» **PROBLEM**
Check every line below, and copy those that include "SessionGuard".

» **RECORDS**
══════════════════════════════

use std::collections::HashMap;
use std::sync::{Arc, RwLock};

use axum::{
    extract::{rejection::JsonRejection, Path, Query, State},
    http::StatusCode,
    response::{
        sse::{Event, KeepAlive, Sse},
        IntoResponse,
    },
    routing::{get, post},
    Json, Router,
};
use futures::stream::{Stream, StreamExt};
use serde::{Deserialize, Serialize};
use serde_json::{json, Value};
use tokio::net::TcpListener;
use tokio::sync::mpsc;
use tokio_stream::wrappers::UnboundedReceiverStream;
use tracing::info;

use crate::config::ServerConfig;
use crate::error::{DocToolError, Result};
use crate::mcp::{parse_args, process_request, RpcRequest};
use crate::tools::{tool_catalog, ToolKit};

pub type Sessions = Arc<RwLock<HashMap<String, mpsc::UnboundedSender<Event>>>>;

#[derive(Clone)]
pub struct AppState {
    pub toolkit: Arc<ToolKit>,
    pub sessions: Sessions,
}

#[derive(Debug, Serialize)]
struct ErrorResponse {
    error: String,
}

impl IntoResponse for ErrorResponse {
    fn into_response(self) -> axum::response::Response {
        (StatusCode::BAD_REQUEST, Json(self)).into_response()
    }
}

async fn list_tools_handler() -> impl IntoResponse {
    Json(json!({ "tools": tool_catalog() }))
}

async fn call_tool_handler(
    State(state): State<AppState>,
    Path(name): Path<String>,
    payload: std::result::Result<Json<Value>, JsonRejection>,
) -> impl IntoResponse {
    let arguments = match payload {
        Ok(Json(v)) if v.is_null() => json!({}),
        Ok(Json(v)) => v,
        Err(e) => {
            return ErrorResponse {
                error: format!("invalid request body: {e}"),
            }
            .into_response()
        }
    };
    let args = match parse_args(arguments) {
        Ok(a) => a,
        Err(e) => {
            return ErrorResponse {
                error: e.to_string(),
            }
            .into_response()
        }
    };

    // tool failures are payloads, not transport errors
    let output = state.toolkit.call(&name, args).await;
    (StatusCode::OK, Json(output)).into_response()
}

/// Drops the session entry when its event stream goes away.
struct SessionGuard {
    id: String,
    sessions: Sessions,
}

impl Drop for SessionGuard {
    fn drop(&mut self) {
        if let Ok(mut sessions) = self.sessions.write() {
            sessions.remove(&self.id);
        }
        info!(session_id = %self.id, "sse session closed");
    }
}

async fn sse_handler(
    State(state): State<AppState>,
) -> Sse<impl Stream<Item = std::result::Result<Event, axum::Error>>> {
    let (tx, rx) = mpsc::unbounded_channel();
    let session_id = format!("{}", chrono::Utc::now().timestamp_nanos_opt().unwrap_or(0));

    let endpoint_url = format!("/message?session_id={}", session_id);
    let _ = tx.send(Event::default().event("endpoint").data(endpoint_url));

    if let Ok(mut sessions) = state.sessions.write() {
        sessions.insert(session_id.clone(), tx);
    }
    info!(%session_id, "sse session opened");

    let guard = SessionGuard {
        id: session_id,
        sessions: state.sessions.clone(),
    };
    let stream = UnboundedReceiverStream::new(rx).map(move |event| {
        let _alive = &guard;
        Ok::<_, axum::Error>(event)
    });
    Sse::new(stream).keep_alive(KeepAlive::default())
}

#[derive(Deserialize)]
struct MessageQuery {
    session_id: String,
}

async fn message_handler(
    State(state): State<AppState>,
    Query(q): Query<MessageQuery>,
    Json(req): Json<RpcRequest>,
) -> impl IntoResponse {
    let sender = state
        .sessions
        .read()
        .ok()
        .and_then(|sessions| sessions.get(&q.session_id).cloned());

    let Some(sender) = sender else {
        return StatusCode::NOT_FOUND;
    };

    let toolkit = state.toolkit.clone();
    let sessions = state.sessions.clone();
    tokio::spawn(async move {
        if let Some(resp) = process_request(&toolkit, req).await {
            if let Ok(json_str) = serde_json::to_string(&resp) {
                if sender.send(Event::default().event("message").data(json_str)).is_err() {
                    if let Ok(mut sessions) = sessions.write() {
                        sessions.remove(&q.session_id);
                    }
                }
            }
        }
    });
    StatusCode::ACCEPTED
}

pub fn build_router(toolkit: Arc<ToolKit>) -> Router {
    let state = AppState {
        toolkit,
        sessions: Arc::new(RwLock::new(HashMap::new())),
    };
    Router::new()
        .route("/tools", get(list_tools_handler))
        .route("/tools/:name", post(call_tool_handler))
        .route("/sse", get(sse_handler))
        .route("/message", post(message_handler))
        .with_state(state)
}

pub async fn serve_http(toolkit: Arc<ToolKit>, server: &ServerConfig) -> Result<()> {
    let router = build_router(toolkit);

    let addr = format!(
        "{}:{}",
        server.http_addr.as_deref().unwrap_or("127.0.0.1"),
        server.http_port.unwrap_or(3000)
    );
    let listener = TcpListener::bind(&addr)
        .await
        .map_err(|e| DocToolError::Config(format!("bind {addr} failed: {e}")))?;
    info!("HTTP server listening on http://{}", addr);
    axum::serve(listener, router).await.map_err(|e| e.into())
}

══════════════════════════════

» **EXERCISE ANSWER**
struct SessionGuard {
impl Drop for SessionGuard {
    let guard = SessionGuard {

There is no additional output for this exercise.